Collected data entries
▬▬▬
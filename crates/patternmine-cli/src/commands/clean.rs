//! Clean command - normalize a dataset and export it.

use std::path::{Path, PathBuf};

use colored::Colorize;
use patternmine::{Miner, Record};

use crate::cli::{DataArgs, PolicyChoice};

pub fn run(
    dataset: String,
    data: DataArgs,
    output: Option<PathBuf>,
    policy: PolicyChoice,
    config_path: Option<&Path>,
    verbose: bool,
) -> Result<(), Box<dyn std::error::Error>> {
    let mut config = super::load_config(config_path, &data)?;
    // Load raw records; cleaning happens below with the chosen policy.
    config.clean = false;
    config.outlier_policy = policy.into();
    let data_root = config.data_root.clone();
    let miner = Miner::with_config(config);

    let loaded = miner.load(&dataset)?;
    if loaded.is_empty() {
        return Err(format!(
            "No records found for '{}' under {}",
            dataset,
            data_root.display()
        )
        .into());
    }

    let cleaned = miner.cleaner(&dataset).clean(&loaded.records);

    let output_path = output.unwrap_or_else(|| PathBuf::from(format!("{}.cleaned.json", dataset)));
    let values: Vec<serde_json::Value> = cleaned.records.into_iter().map(Record::into_value).collect();
    std::fs::write(&output_path, serde_json::to_string_pretty(&values)?)?;

    let report = &cleaned.normalize;
    println!("{} {}", "Cleaned".green().bold(), dataset.white().bold());
    println!("  Records in:          {}", loaded.records.len());
    println!("  Records out:         {}", values.len());
    println!("  Duplicates removed:  {}", report.duplicates_removed);
    println!("  Values filled:       {}", report.values_filled);
    println!("  Coercion failures:   {}", report.coercion_failures);
    println!("  Outliers:            {}", cleaned.outliers.total());

    if verbose {
        for (field, flags) in &cleaned.outliers.by_field {
            println!("    {}: {}", field, flags.len());
        }
        if !report.unfilled_fields.is_empty() {
            println!("  {} {}", "Unfilled:".dimmed(), report.unfilled_fields.join(", "));
        }
        for source in &loaded.sources {
            println!("  {} {} ({})", "Source:".dimmed(), source.path.display(), source.hash);
        }
    }

    println!();
    println!("Written to {}", output_path.display().to_string().cyan());

    Ok(())
}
▬▬▬
## [ACTIVITY]
Your task is to return each line of the data above that contains the string "patternmine".

## [ANSWER BOX]
filename crates/patternmine-cli/src/commands/clean.rs
use patternmine::{Miner, Record};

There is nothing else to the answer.